The MDM Checkin endpoint (/mdm/checkin) accepts XML-formatted device check-in data (Apple Property List format) in HTTP POST bodies. The GetMdmMessage#doPost method passes the raw POST body to PropertyListParser.parse() — a Java library for parsing Apple's plist format — without disabling XML external entity (XXE) processing.

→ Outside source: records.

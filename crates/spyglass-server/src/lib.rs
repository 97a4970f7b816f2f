pub mod app_state;
pub mod config;
pub mod handlers;
pub mod render;
pub mod router;
pub mod transport;

/// Server identity reported by `initialize`, `/health` and the landing page.
pub const SERVER_NAME: &str = "spyglass";
pub const SERVER_VERSION: &str = env!("CARGO_PKG_VERSION");
pub const SERVER_DESCRIPTION: &str = "Tavily search MCP gateway";

/// MCP protocol revision the gateway speaks.
pub const PROTOCOL_VERSION: &str = "2024-11-05";
use async_trait::async_trait;

use crate::error::Error;
use crate::types::{ExtractHit, SearchOutcome, SearchRequest};

/// Client for the downstream search/extract service.
///
/// Implementations authenticate each call with the key handed to them; the
/// gateway draws a fresh key from the credential pool per invocation.
#[async_trait]
pub trait TavilyApi: Send + Sync {
    /// Run a web search and return the normalized results.
    async fn search(&self, api_key: &str, request: &SearchRequest) -> Result<SearchOutcome, Error>;

    /// Extract page content from each of the given URLs.
    async fn extract(&self, api_key: &str, urls: &[String]) -> Result<Vec<ExtractHit>, Error>;
}
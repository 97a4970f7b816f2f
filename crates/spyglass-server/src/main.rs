use std::sync::Arc;

use tracing_subscriber::EnvFilter;

use spyglass_server::app_state::AppState;
use spyglass_server::config::Config;
use spyglass_server::router;
use spyglass_tavily::TavilyClient;

#[tokio::main]
async fn main() {
    tracing_subscriber::fmt()
        .with_env_filter(EnvFilter::from_default_env())
        .init();

    let config = Config::from_env();

    if config
        .api_keys
        .as_deref()
        .map(str::trim)
        .unwrap_or_default()
        .is_empty()
    {
        tracing::warn!("TAVILY_API_KEY is not set; tool calls will be rejected");
    }

    let tavily = TavilyClient::new(config.tavily_url.as_str(), config.downstream_timeout)
        .expect("Failed to build Tavily client");

    let state = AppState {
        tavily: Arc::new(tavily),
        api_keys: config.api_keys.clone(),
        transport: config.transport,
    };

    let app = router::create_router(state);

    let addr = format!("{}:{}", config.host, config.port);
    tracing::info!(
        "Spyglass gateway listening on {addr} ({:?} transport)",
        config.transport
    );

    let listener = tokio::net::TcpListener::bind(&addr)
        .await
        .expect("Failed to bind address");

    axum::serve(listener, app).await.expect("Server error");
}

An attacker sends a crafted plist XML body containing a DOCTYPE declaration that defines an external entity referencing an attacker-controlled server or a local file path. When the parser fetches the external entity, it either:

• Exfiltrates file contents by embedding the file reference as an entity that appears in the parsed output (out-of-band or in-band XXE)
• Performs SSRF by making the server fetch attacker-controlled URLs, enabling internal network probing

SysOwned full attack chain:

1. CVE-2025-2775 (this CVE): Unauthenticated XXE via /mdm/checkin → read InitAccount.cmd containing plaintext admin credentials
2. CVE-2025-2776: Alternate XXE via /mdm/serverurl for the same credential extraction
3. CVE-2024-36394: Post-auth OS command injection using the extracted credentials → SYSTEM shell

The InitAccount.cmd file stores SysAid's initial administrator password in plaintext during installation, often never removed from the filesystem after setup.

Discovery

WatchTowr Labs researchers Sina Kheirkhah (@SinSinology) and Jake Knott (@inkmoro), published as "SysOwned — Your Friendly Support Ticket" in May 2025, coordinated with SysAid's March 2025 patch release.

Exploitation Context

CISA added CVE-2025-2775 and CVE-2025-2776 to the KEV catalog simultaneously on July 22, 2025, confirming active exploitation in the wild. No specific threat actor was named. SysAid's prior exploitation history (Cl0p ransomware via CVE-2023-47246) makes it a high-profile target for ransomware operators.

Remediation

1. Upgrade to SysAid On-Prem 24.4.60 immediately. The CISA deadline was August 12, 2025.
2. Delete InitAccount.cmd from the SysAid installation directory if it exists — this file contains plaintext credentials used in the SysOwned chain. Search for it in the SysAid installation path (typically C:\Program Files\SysAid\ or similar).
3. Change the SysAid administrator password immediately, even if you've patched — if InitAccount.cmd existed and the server was internet-exposed, assume the credentials were extracted.
4. Apply the fix for CVE-2024-36394 (if not already patched) to close the command injection step in the full chain.
5. Restrict internet access to the SysAid web application — if remote IT support access is required, place it behind a VPN or IP allowlist.
6. Review MDM endpoint logs for unexpected POST requests to /mdm/checkin and /mdm/serverurl from external IP addresses.